Write out exactly the lines below that run from the one containing "pub engine: Arc<dyn" through the one containing "Result<(Self, JoinHandle<()>), CoordinatorError>", both included, with no other lines.

-- Opening Marker --

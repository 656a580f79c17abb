//! Coordinator configuration.
//!
//! Configuration is loaded from environment variables. Sensitive fields are
//! redacted in Debug output.

use std::collections::HashMap;
use std::env;
use std::fmt;
use std::path::PathBuf;

use secrecy::SecretString;
use thiserror::Error;

/// Default bind address for the combined HTTP/WebSocket server.
pub const DEFAULT_BIND_ADDRESS: &str = "0.0.0.0:3001";

/// Default directory-store file path.
pub const DEFAULT_DATA_PATH: &str = "data.json";

/// Default session token lifetime in seconds (24h).
pub const DEFAULT_TOKEN_TTL_SECONDS: u64 = 86_400;

/// Coordinator configuration.
///
/// Loaded from environment variables with sensible defaults; only the JWT
/// secret is required.
#[derive(Clone)]
pub struct Config {
    /// Bind address for signaling, REST and health (default: "0.0.0.0:3001").
    pub bind_address: String,

    /// Path to the JSON directory-store file (default: "data.json").
    pub data_path: PathBuf,

    /// Base URL of the SFU sidecar. When unset, the in-memory engine is
    /// used (local development only).
    pub sfu_url: Option<String>,

    /// Session token lifetime in seconds (default: 86400).
    pub token_ttl_seconds: u64,

    /// HMAC secret for session tokens.
    /// Protected by `SecretString` to prevent accidental logging.
    pub jwt_secret: SecretString,
}

/// Custom Debug implementation that redacts sensitive fields.
impl fmt::Debug for Config {
    fn fmt(&self, f: &mut fmt::Formatter<'_>) -> fmt::Result {
        f.debug_struct("Config")
            .field("bind_address", &self.bind_address)
            .field("data_path", &self.data_path)
            .field("sfu_url", &self.sfu_url)
            .field("token_ttl_seconds", &self.token_ttl_seconds)
            .field("jwt_secret", &"[REDACTED]")
            .finish()
    }
}

#[derive(Debug, Error)]
pub enum ConfigError {
    #[error("Missing required environment variable: {0}")]
    MissingEnvVar(String),

    #[error("Invalid configuration value: {0}")]
    InvalidValue(String),
}

impl Config {
    /// Load configuration from environment variables.
    pub fn from_env() -> Result<Self, ConfigError> {
        Self::from_vars(&env::vars().collect())
    }

    /// Load configuration from a `HashMap` (for testing).
    pub fn from_vars(vars: &HashMap<String, String>) -> Result<Self, ConfigError> {
        let jwt_secret = SecretString::from(
            vars.get("PTT_JWT_SECRET")
                .ok_or_else(|| ConfigError::MissingEnvVar("PTT_JWT_SECRET".to_string()))?
                .clone(),
        );

        let bind_address = vars
            .get("PTT_BIND_ADDRESS")
            .cloned()
            .unwrap_or_else(|| DEFAULT_BIND_ADDRESS.to_string());

        let data_path = vars
            .get("PTT_DATA_PATH")
            .map(PathBuf::from)
            .unwrap_or_else(|| PathBuf::from(DEFAULT_DATA_PATH));

        let sfu_url = vars.get("PTT_SFU_URL").cloned().filter(|s| !s.is_empty());

        let token_ttl_seconds = match vars.get("PTT_TOKEN_TTL_SECONDS") {
            Some(raw) => raw.parse().map_err(|_| {
                ConfigError::InvalidValue(format!("PTT_TOKEN_TTL_SECONDS: {raw}"))
            })?,
            None => DEFAULT_TOKEN_TTL_SECONDS,
        };

        Ok(Config {
            bind_address,
            data_path,
            sfu_url,
            token_ttl_seconds,
            jwt_secret,
        })
    }
}
//! Push-to-talk voice session coordinator.
//!
//! Brokers half-duplex voice rooms over WebSocket signaling: one speaker
//! per room at a time, everyone else listens. The media plane itself lives
//! in an external SFU; this service owns arbitration, membership and the
//! bookkeeping that ties client transports, producers and consumers
//! together.

pub mod actors;
pub mod config;
pub mod directory;
pub mod engine;
pub mod errors;
pub mod fanout;
pub mod media;
pub mod observability;
pub mod rest;
pub mod session;
pub mod signaling;

use std::sync::Arc;

use tokio::task::JoinHandle;
use tokio_util::sync::CancellationToken;

use actors::{CoordinatorActor, CoordinatorHandle, CoordinatorMetrics};
use config::Config;
use directory::token::TokenService;
use directory::DirectoryStore;
use engine::MediaEngine;
use errors::CoordinatorError;
use fanout::FanoutCoordinator;
use media::MediaAdapter;
use session::PeerRegistry;

/// Shared handles threaded through the signaling and REST layers.
#[derive(Clone)]
pub struct AppState {
    pub registry: Arc<PeerRegistry>,
    pub directory: Arc<DirectoryStore>,
    pub tokens: Arc<TokenService>,
    pub coordinator: CoordinatorHandle,
    pub media: Arc<MediaAdapter>,
    pub fanout: Arc<FanoutCoordinator>,
    pub engine: Arc<dyn MediaEngine>,
    pub metrics: Arc<CoordinatorMetrics>,
}

impl AppState {
    /// Wire up the full service graph. Returns the state plus the
    /// coordinator actor's join handle for shutdown supervision.
    pub async fn build(
        config: &Config,
        engine: Arc<dyn MediaEngine>,
        root_token: &CancellationToken,
    ) -> Result<(Self, JoinHandle<()>), CoordinatorError> {
        let directory = Arc::new(DirectoryStore::open(config.data_path.clone()).await?);
        let tokens = Arc::new(TokenService::new(
            &config.jwt_secret,
            config.token_ttl_seconds,
        ));
        let registry = Arc::new(PeerRegistry::new());
        let metrics = CoordinatorMetrics::new();

        let (coordinator, coordinator_task) =
            CoordinatorActor::spawn(root_token, Arc::clone(&metrics));

        let media = Arc::new(MediaAdapter::new(
            Arc::clone(&registry),
            Arc::clone(&engine),
        ));
        let fanout = Arc::new(FanoutCoordinator::new(
            Arc::clone(&registry),
            Arc::clone(&directory),
            Arc::clone(&engine),
        ));

        Ok((
            Self {
                registry,
                directory,
                tokens,
                coordinator,
                media,
                fanout,
                engine,
                metrics,
            },
            coordinator_task,
        ))
    }
}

-- Closing Marker --

▶ [Reply]
    pub engine: Arc<dyn MediaEngine>,
    pub metrics: Arc<CoordinatorMetrics>,
}

impl AppState {
    /// Wire up the full service graph. Returns the state plus the
    /// coordinator actor's join handle for shutdown supervision.
    pub async fn build(
        config: &Config,
        engine: Arc<dyn MediaEngine>,
        root_token: &CancellationToken,
    ) -> Result<(Self, JoinHandle<()>), CoordinatorError> {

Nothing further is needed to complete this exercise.